Once you find the line containing "self.stack.push(ErrorContext::Group(name.to_string()));" in the data below, copy it and each following line exactly, up to and including the line containing "let key = &s[..s.len()", and nothing else.
[Opening GIVEN INFORMATION section]
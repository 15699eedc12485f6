//!
//! # Named-Argument Arrays
//!
//! The flat, nested wire format accepted and returned by the scripting object model,
//! and its codec to and from [Seq] trees.
//!
//! ```text
//! ["NAME:pad", "lay:=", "TOP", "Szs:=", ["16mil"], ["NAME:sub", "x:=", 1]]
//! ```
//!
//! * A leading `"NAME:<id>"` string names the sequence.
//! * A string ending in `":="` is a key; the element after it is its value.
//! * Anything else is a positional item. Nested arrays recurse.
//!

// Std-Lib
use std::fmt;

// Crates.io
use serde::{Deserialize, Serialize};

// Local Imports
use crate::error::{AedtError, AedtResult};
use crate::tree::{Entry, Node, Scalar, Seq};
use crate::utils::{ErrorContext, ErrorHelper, Unwrapper};

/// Prefix of the name tag leading a named sequence
pub const NAME_TAG: &str = "NAME:";
/// Suffix marking a string as a key
pub const KEY_MARK: &str = ":=";

///
/// # Wire Element
///
/// Serializes as the corresponding plain JSON/YAML/TOML value.
///
#[derive(Debug, Clone, PartialEq, Serialize, Deserialize)]
#[serde(untagged)]
pub enum Arg {
    Bool(bool),
    Int(i64),
    Float(f64),
    Str(String),
    Array(Vec<Arg>),
}
impl Arg {
    /// Our string content, for [Arg::Str] only
    pub fn as_str(&self) -> Option<&str> {
        match self {
            Self::Str(s) => Some(s),
            _ => None,
        }
    }
    /// Our elements, for [Arg::Array] only
    pub fn as_array(&self) -> Option<&[Arg]> {
        match self {
            Self::Array(a) => Some(a),
            _ => None,
        }
    }
}
impl fmt::Display for Arg {
    /// Formats like the scripting API's own array literals, e.g. `["NAME:x", "w:=", 1]`
    fn fmt(&self, f: &mut fmt::Formatter) -> fmt::Result {
        match self {
            Self::Bool(b) => write!(f, "{}", b),
            Self::Int(i) => write!(f, "{}", i),
            Self::Float(x) => write!(f, "{:?}", x),
            Self::Str(s) => write!(f, "{:?}", s),
            Self::Array(a) => {
                write!(f, "[")?;
                for (idx, arg) in a.iter().enumerate() {
                    if idx > 0 {
                        write!(f, ", ")?;
                    }
                    write!(f, "{}", arg)?;
                }
                write!(f, "]")
            }
        }
    }
}
impl From<&str> for Arg {
    fn from(s: &str) -> Self {
        Self::Str(s.to_string())
    }
}
impl From<String> for Arg {
    fn from(s: String) -> Self {
        Self::Str(s)
    }
}
impl From<&String> for Arg {
    fn from(s: &String) -> Self {
        Self::Str(s.clone())
    }
}
impl From<i64> for Arg {
    fn from(i: i64) -> Self {
        Self::Int(i)
    }
}
impl From<i32> for Arg {
    fn from(i: i32) -> Self {
        Self::Int(i as i64)
    }
}
impl From<f64> for Arg {
    fn from(x: f64) -> Self {
        Self::Float(x)
    }
}
impl From<bool> for Arg {
    fn from(b: bool) -> Self {
        Self::Bool(b)
    }
}
impl From<Vec<Arg>> for Arg {
    fn from(v: Vec<Arg>) -> Self {
        Self::Array(v)
    }
}

///
/// # Argument-Array Literal Macro
///
/// Builds a `Vec<Arg>`, converting each element with [Arg::from].
/// Bracketed elements become nested arrays.
/// Elements longer than a single token must be parenthesized.
///
/// ```rust
/// use aedt21::{args, Arg};
/// let a = args!["NAME:Box", "w:=", "10mil", "ids:=", [1, 2], (-3)];
/// assert_eq!(a[4], Arg::Array(vec![Arg::Int(1), Arg::Int(2)]));
/// ```
///
#[macro_export]
macro_rules! args {
    (@one [$($e:tt),* $(,)?]) => {
        $crate::Arg::Array($crate::args![$($e),*])
    };
    (@one $e:expr) => {
        $crate::Arg::from($e)
    };
    ($($e:tt),* $(,)?) => {{
        let v: ::std::vec::Vec<$crate::Arg> = vec![$($crate::args!(@one $e)),*];
        v
    }};
}

/// Decode flat array `args` into a [Seq]
pub fn decode(args: &[Arg]) -> AedtResult<Seq> {
    Decoder::default().decode_seq(args)
}

/// Encode [Seq] `seq` into a flat array.
/// The exact inverse of [decode]: name tag first, then entries in stored order.
pub fn encode(seq: &Seq) -> Vec<Arg> {
    let mut out = Vec::with_capacity(seq.len() + 1);
    if let Some(name) = seq.name() {
        out.push(Arg::Str(format!("{}{}", NAME_TAG, name)));
    }
    for entry in seq.entries() {
        match entry {
            Entry::Pair(key, node) => {
                out.push(Arg::Str(format!("{}{}", key, KEY_MARK)));
                out.push(encode_node(node));
            }
            Entry::Item(node) => out.push(encode_node(node)),
        }
    }
    out
}
fn encode_node(node: &Node) -> Arg {
    match node {
        Node::Scalar(s) => s.to_arg(),
        Node::Seq(s) => Arg::Array(encode(s)),
    }
}

/// # Argument-Array Decoder
/// Tracks its location, as a stack of [ErrorContext]s, for failure reporting.
#[derive(Debug, Default)]
struct Decoder {
    stack: Vec<ErrorContext>,
}
impl Decoder {
    fn decode_seq(&mut self, args: &[Arg]) -> AedtResult<Seq> {
        let mut seq = Seq::new();
        let mut rest = args;
        if let Some(Arg::Str(first)) = args.first() {
            if let Some(name) = first.strip_prefix(NAME_TAG) {
                self.assert(!name.is_empty(), "Empty name tag")?;
                seq.set_name(name);
                self.stack.push(ErrorContext::Group(name.to_string()));
                rest = &args[1..];
            }
        }
        let mut iter = rest.iter();
        while let Some(arg) = iter.next() {
            match arg {
                Arg::Str(s) if s.ends_with(KEY_MARK) => {
                    let key = &s[..s.len() - KEY_MARK.len()];
                    self.stack.push(ErrorContext::Key(key.to_string()));
                    self.assert(!key.is_empty(), "Empty key")?;
                    let value = iter
                        .next()
                        .unwrapper(self, format!("Key {:?} has no value", key))?;
                    let node = self.decode_node(value)?;
                    seq.push_pair(key, node);
                    self.stack.pop();
                }
                _ => {
                    // Entry index, as accepted by path lookups
                    self.stack.push(ErrorContext::Index(seq.len()));
                    let node = self.decode_node(arg)?;
                    seq.push(node);
                    self.stack.pop();
                }
            }
        }
        if seq.name().is_some() {
            self.stack.pop();
        }
        Ok(seq)
    }
    fn decode_node(&mut self, arg: &Arg) -> AedtResult<Node> {
        Ok(match arg {
            Arg::Array(a) => Node::Seq(self.decode_seq(a)?),
            Arg::Str(s) => Node::Scalar(Scalar::from_text(s.as_str())),
            Arg::Int(i) => Node::Scalar(Scalar::Int(*i)),
            Arg::Float(x) => Node::Scalar(Scalar::Float(*x)),
            Arg::Bool(b) => Node::Scalar(Scalar::Bool(*b)),
        })
    }
}
impl ErrorHelper for Decoder {
    type Error = AedtError;
    fn err(&self, msg: impl Into<String>) -> AedtError {
        AedtError::MalformedTree {
            message: msg.into(),
            stack: self.stack.clone(),
        }
    }
}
[Closing GIVEN INFORMATION section]
### THE ANSWER
                self.stack.push(ErrorContext::Group(name.to_string()));
                rest = &args[1..];
            }
        }
        let mut iter = rest.iter();
        while let Some(arg) = iter.next() {
            match arg {
                Arg::Str(s) if s.ends_with(KEY_MARK) => {
                    let key = &s[..s.len() - KEY_MARK.len()];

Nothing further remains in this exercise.